There seems to be a lot of misinformation about the Canadian health-care system and how it works.

Again, for everyday things like you mentioned, it probably works out great. Cancer patients...and there are a LOT of them...don't have the luxury of having the patience to have a CT scan done in 2 months...not 2 hours. Once a patient has a diagnosis of terminal cancer, they are no longer considered emergent and care for them comes very slowly. These are the folks that I'm speaking of.

I don't know where all this mis-information comes from but I know of several people (personally) who have had excellent immediate health services when Cancer or any major illness has been found. It is a Triage system.
My friend found a lump in her breast and within a week a biopsy and tumor removal had been done. Follow up treatments in the Cancer clinic and home support was all free. The medicine was free. The car service to the cancer clinic was free.

We have the right to a second opinion, nothing is forced on us without choice. As the OP said impatient people and those with money jump the Que.
If you have the money you can go anywhere for treatment.
Even people who choose not to pay or register (for whatever bizarre reason) in the health care system are treated free. Nobody is turned away.

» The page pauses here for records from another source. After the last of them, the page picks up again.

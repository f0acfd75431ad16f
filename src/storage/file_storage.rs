use crate::{
    domain::{
        Board, BoardId, BoardSnapshot, Column, ColumnId, NewTask, Project, ProjectId, Task, TaskId,
    },
    error::Result,
    storage::{state::StoreState, ColumnPlacement, CounterTick, Storage},
};
use async_trait::async_trait;
use std::path::{Path, PathBuf};
use tokio::{fs, sync::Mutex};
use tracing::debug;

/// File-based storage: the whole store is one JSON document rewritten after
/// every mutation while the store lock is held.
pub struct FileStorage {
    root_path: PathBuf,
    state: Mutex<StoreState>,
}

impl FileStorage {
    const CADENCE_DIR: &'static str = ".cadence";
    const STORE_FILE: &'static str = "store.json";
    const TEMP_SUFFIX: &'static str = "tmp";

    /// Creates a new FileStorage instance for the given workspace root
    pub fn new(workspace_root: impl AsRef<Path>) -> Self {
        Self {
            root_path: workspace_root.as_ref().join(Self::CADENCE_DIR),
            state: Mutex::new(StoreState::default()),
        }
    }

    fn store_file(&self) -> PathBuf {
        self.root_path.join(Self::STORE_FILE)
    }

    async fn ensure_directory_exists(&self, path: &Path) -> Result<()> {
        if !path.exists() {
            fs::create_dir_all(path).await?;
        }
        Ok(())
    }

    async fn persist(&self, state: &StoreState) -> Result<()> {
        self.ensure_directory_exists(&self.root_path).await?;

        let json = serde_json::to_string_pretty(state)?;
        let target = self.store_file();
        let temp = target.with_extension(Self::TEMP_SUFFIX);

        fs::write(&temp, json).await?;
        fs::rename(&temp, &target).await?;
        Ok(())
    }

    /// Applies a change to a copy of the store, writes the copy, and swaps
    /// it in only once the write succeeded. The lock is held throughout.
    async fn mutate<T>(&self, change: impl FnOnce(&mut StoreState) -> Result<T>) -> Result<T> {
        let mut state = self.state.lock().await;
        let mut draft = state.clone();
        let value = change(&mut draft)?;
        self.persist(&draft).await?;
        *state = draft;
        Ok(value)
    }
}

#[async_trait]
impl Storage for FileStorage {
    async fn initialize(&self) -> Result<()> {
        self.ensure_directory_exists(&self.root_path).await?;

        let mut state = self.state.lock().await;
        let store_file = self.store_file();
        if store_file.exists() {
            let contents = fs::read_to_string(&store_file).await?;
            *state = serde_json::from_str(&contents)?;
            debug!(path = %store_file.display(), "loaded store");
        } else {
            self.persist(&state).await?;
            debug!(path = %store_file.display(), "created empty store");
        }

        let gitignore_path = self.root_path.join(".gitignore");
        if !gitignore_path.exists() {
            fs::write(gitignore_path, "# Local caches\n*.tmp\n").await?;
        }

        Ok(())
    }

    async fn is_initialized(&self) -> bool {
        self.root_path.exists() && self.store_file().exists()
    }

    async fn create_project(&self, project: &Project) -> Result<()> {
        self.mutate(|state| state.insert_project(project)).await
    }

    async fn find_project_by_slug(&self, slug: &str) -> Result<Option<Project>> {
        Ok(self.state.lock().await.project_by_slug(slug))
    }

    async fn find_project_by_name(&self, name: &str) -> Result<Option<Project>> {
        Ok(self.state.lock().await.project_by_name(name))
    }

    async fn increment_project_counter(&self, project_id: &ProjectId) -> Result<CounterTick> {
        self.mutate(|state| state.increment_counter(project_id)).await
    }

    async fn create_board(&self, board: &Board) -> Result<()> {
        self.mutate(|state| state.insert_board(board)).await
    }

    async fn first_board_of_project(&self, project_id: &ProjectId) -> Result<Option<Board>> {
        Ok(self.state.lock().await.first_board(project_id))
    }

    async fn load_board_snapshot(&self, board_id: &BoardId) -> Result<BoardSnapshot> {
        self.state.lock().await.snapshot(board_id)
    }

    async fn create_column(&self, column: &Column) -> Result<()> {
        self.mutate(|state| state.insert_column(column)).await
    }

    async fn find_column_by_id(&self, column_id: &ColumnId) -> Result<Option<Column>> {
        Ok(self.state.lock().await.column(column_id))
    }

    async fn find_column_with_project(
        &self,
        column_id: &ColumnId,
    ) -> Result<Option<ColumnPlacement>> {
        Ok(self.state.lock().await.column_placement(column_id))
    }

    async fn list_columns(&self, board_id: &BoardId) -> Result<Vec<Column>> {
        Ok(self.state.lock().await.columns_of(board_id))
    }

    async fn count_tasks_in_column(&self, column_id: &ColumnId) -> Result<usize> {
        Ok(self.state.lock().await.count_in_column(column_id))
    }

    async fn task_positions_in_column(
        &self,
        column_id: &ColumnId,
        excluding: Option<&TaskId>,
    ) -> Result<Vec<i32>> {
        Ok(self
            .state
            .lock()
            .await
            .positions_in_column(column_id, excluding))
    }

    async fn create_task(&self, task: NewTask) -> Result<Task> {
        self.mutate(|state| state.insert_task(task)).await
    }

    async fn find_task_by_id(&self, task_id: &TaskId) -> Result<Option<Task>> {
        Ok(self.state.lock().await.task(task_id))
    }

    async fn update_task_column_and_position(
        &self,
        task_id: &TaskId,
        column_id: &ColumnId,
        position: i32,
    ) -> Result<Task> {
        self.mutate(|state| state.relocate_task(task_id, column_id, position))
            .await
    }

    async fn append_task(&self, task: NewTask) -> Result<Task> {
        self.mutate(|state| state.append_task(task)).await
    }

    async fn append_to_column(&self, task_id: &TaskId, column_id: &ColumnId) -> Result<Task> {
        self.mutate(|state| state.append_to_column(task_id, column_id))
            .await
    }
}
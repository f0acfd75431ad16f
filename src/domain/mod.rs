/// Declares a UUID-backed entity identifier
macro_rules! uuid_id {
    ($(#[$meta:meta])* $name:ident) => {
        $(#[$meta])*
        #[derive(Debug, Clone, Copy, PartialEq, Eq, Hash, PartialOrd, Ord, Serialize, Deserialize)]
        #[serde(transparent)]
        pub struct $name(uuid::Uuid);

        impl $name {
            /// Generates a fresh random identifier
            pub fn new() -> Self {
                Self(uuid::Uuid::new_v4())
            }

            pub fn as_uuid(&self) -> &uuid::Uuid {
                &self.0
            }
        }

        impl Default for $name {
            fn default() -> Self {
                Self::new()
            }
        }

        impl From<uuid::Uuid> for $name {
            fn from(value: uuid::Uuid) -> Self {
                Self(value)
            }
        }

        impl std::str::FromStr for $name {
            type Err = uuid::Error;

            fn from_str(s: &str) -> std::result::Result<Self, Self::Err> {
                uuid::Uuid::parse_str(s).map(Self)
            }
        }

        impl std::fmt::Display for $name {
            fn fmt(&self, f: &mut std::fmt::Formatter<'_>) -> std::fmt::Result {
                write!(f, "{}", self.0)
            }
        }
    };
}

pub(crate) use uuid_id;

pub mod board;
pub mod capacity;
pub mod ordering;
pub mod project;
pub mod snapshot;
pub mod task;

pub use board::{validate_limit, Board, BoardId, Column, ColumnId};
pub use capacity::{CapacityDecision, CapacityGuard, ColumnLoad};
pub use ordering::{append_position, sort_columns, sort_tasks};
pub use project::{Project, ProjectCreate, ProjectId, ProjectStatus};
pub use snapshot::{BoardSnapshot, LocalMove};
pub use task::{
    NewTask, QuickTaskCreate, Task, TaskCreate, TaskId, TaskIdentifier, TaskPriority, TaskType,
};
//! WIP limit enforcement for columns.

use crate::domain::board::Column;
use crate::error::{CadenceError, Result};
use serde::Serialize;

/// Outcome of a capacity check
#[derive(Debug, Clone, PartialEq, Eq, Serialize)]
pub struct CapacityDecision {
    pub allowed: bool,
    #[serde(skip_serializing_if = "Option::is_none")]
    pub reason: Option<String>,
}

impl CapacityDecision {
    fn allow() -> Self {
        Self {
            allowed: true,
            reason: None,
        }
    }

    fn reject(reason: String) -> Self {
        Self {
            allowed: false,
            reason: Some(reason),
        }
    }
}

/// How full a column is, for header badges
#[derive(Debug, Clone, Copy, PartialEq, Eq, Serialize)]
#[serde(rename_all = "snake_case")]
pub enum ColumnLoad {
    Unlimited,
    Normal,
    NearCapacity,
    AtCapacity,
}

/// Decides whether a column may take one more task.
///
/// The count passed in must be read at the same logical instant as the
/// check; a stale count lets two concurrent creations both pass.
pub struct CapacityGuard;

impl CapacityGuard {
    /// Fraction of the limit at which a column is reported as nearly full
    const NEAR_CAPACITY_RATIO: f64 = 0.8;

    pub fn can_accept(column: &Column, current_task_count: usize) -> CapacityDecision {
        match column.limit {
            None => CapacityDecision::allow(),
            Some(limit) if current_task_count < limit as usize => CapacityDecision::allow(),
            Some(limit) => CapacityDecision::reject(format!(
                "Column '{}' is at capacity ({} tasks)",
                column.name, limit
            )),
        }
    }

    /// [`Self::can_accept`] as an error, for stores that stop on rejection
    pub fn ensure_room(column: &Column, current_task_count: usize) -> Result<()> {
        let decision = Self::can_accept(column, current_task_count);
        if decision.allowed {
            return Ok(());
        }
        Err(CadenceError::CapacityExceeded {
            message: decision.reason.unwrap_or_default(),
        })
    }

    pub fn load(column: &Column, current_task_count: usize) -> ColumnLoad {
        match column.limit {
            None => ColumnLoad::Unlimited,
            Some(limit) if current_task_count >= limit as usize => ColumnLoad::AtCapacity,
            Some(limit) if current_task_count as f64 >= limit as f64 * Self::NEAR_CAPACITY_RATIO => {
                ColumnLoad::NearCapacity
            }
            Some(_) => ColumnLoad::Normal,
        }
    }
}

Another friend was diagnosed with terminal breast cancer. She was given her choice of home support or palliative care. All free.
The palliative care suite was beautiful and three patients to one Nurse. But she wasn't ready to curl up and die.
She went to the States, they told her she was terminal as well. She went to Mexico, what did she have to loose? they treated her and she lived another four years.

Many of us do remember when Canada didn't have a health care system. The bill for your health services was left on your hospital bedside table or directly mailed to you. If you didn't pay they would garnish your wages. How can you heal properly with that amount of stress hanging over your head?
Sure allot of people do complain but if asked do they want to go back to the way it was or adapt the US system? no way.
Many people have taken the health care system for granted and to some extent abuse it. Its free after all.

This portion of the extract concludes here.